Document Type : Original Article
Department of General Science, University of Mosul, Mosul, Iraq
Chemistry Department, College of Education, Salahaddin University, Erbil, Iraq.
The conformational analysis of the bi-1,2,3-triazole molecule has been studied using Density Functional Theory (DFT) at B3LYP/6-311++G(d,p) level of theory. The potential energy surface (PES) scan of eight configurational isomers for bi-1,2,3-triazole has been studied and fourteen conformers with energy minima have been found. Various electronic and thermodynamic parameters have been evaluated to obtain the most favorable conformer among all.
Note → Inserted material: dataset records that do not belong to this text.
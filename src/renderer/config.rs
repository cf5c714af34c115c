//! Configuration for the ImageMagick engine

use std::path::PathBuf;

/// Configuration options for invoking ImageMagick
#[derive(Debug, Clone, PartialEq)]
pub struct MagickConfig {
    /// Program used to crop, resize, append and convert images
    pub convert: String,

    /// Program used to read image dimensions
    pub identify: String,

    /// Directory to create the scratch directory in (system default if unset)
    pub scratch_parent: Option<PathBuf>,
}

impl Default for MagickConfig {
    fn default() -> Self {
        Self {
            convert: "convert".to_string(),
            identify: "identify".to_string(),
            scratch_parent: None,
        }
    }
}

impl MagickConfig {
    /// Create a new configuration with default values
    pub fn new() -> Self {
        Self::default()
    }

    /// Set the program used for image conversion
    pub fn with_convert(mut self, program: impl Into<String>) -> Self {
        self.convert = program.into();
        self
    }

    /// Set the program used for measuring images
    pub fn with_identify(mut self, program: impl Into<String>) -> Self {
        self.identify = program.into();
        self
    }

    /// Set where scratch files are kept
    pub fn with_scratch_parent(mut self, dir: impl Into<PathBuf>) -> Self {
        self.scratch_parent = Some(dir.into());
        self
    }
}

#[cfg(test)]
mod tests {
    use super::*;

    #[test]
    fn test_default_config() {
        let config = MagickConfig::default();
        assert_eq!(config.convert, "convert");
        assert_eq!(config.identify, "identify");
        assert_eq!(config.scratch_parent, None);
    }

    #[test]
    fn test_builder_pattern() {
        let config = MagickConfig::new()
            .with_convert("magick")
            .with_identify("magick-identify")
            .with_scratch_parent("/var/tmp");

        assert_eq!(config.convert, "magick");
        assert_eq!(config.identify, "magick-identify");
        assert_eq!(config.scratch_parent, Some(PathBuf::from("/var/tmp")));
    }
}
The geometry of the most favorable conformers for each configurational isomer was optimized using Polarizable Continuum Model (PCM) model of solvent. The gas phase electronic energy for most favorable conformers was compared with the electronic energy in cyclohexane, chloroform, methanol and water solvents. Vibrational spectroscopic analysis has been performed for the most stable conformer in the gas phase and selected solvents. According to the DFT calculations of these conformers in the gas and solution phases, the conformer I3c of bi-1,2,3-triazole has the lowest electronic energy with an energy barrier of only 1.67 kcal/mol. In addition, the I8c conformer is considered as a second most favorable conformer with an energy 3.50 kcal/mol relative to the most stable I3c conformer. This conclusion was supported by the results of thermodynamic parameters in the gas and solution phases.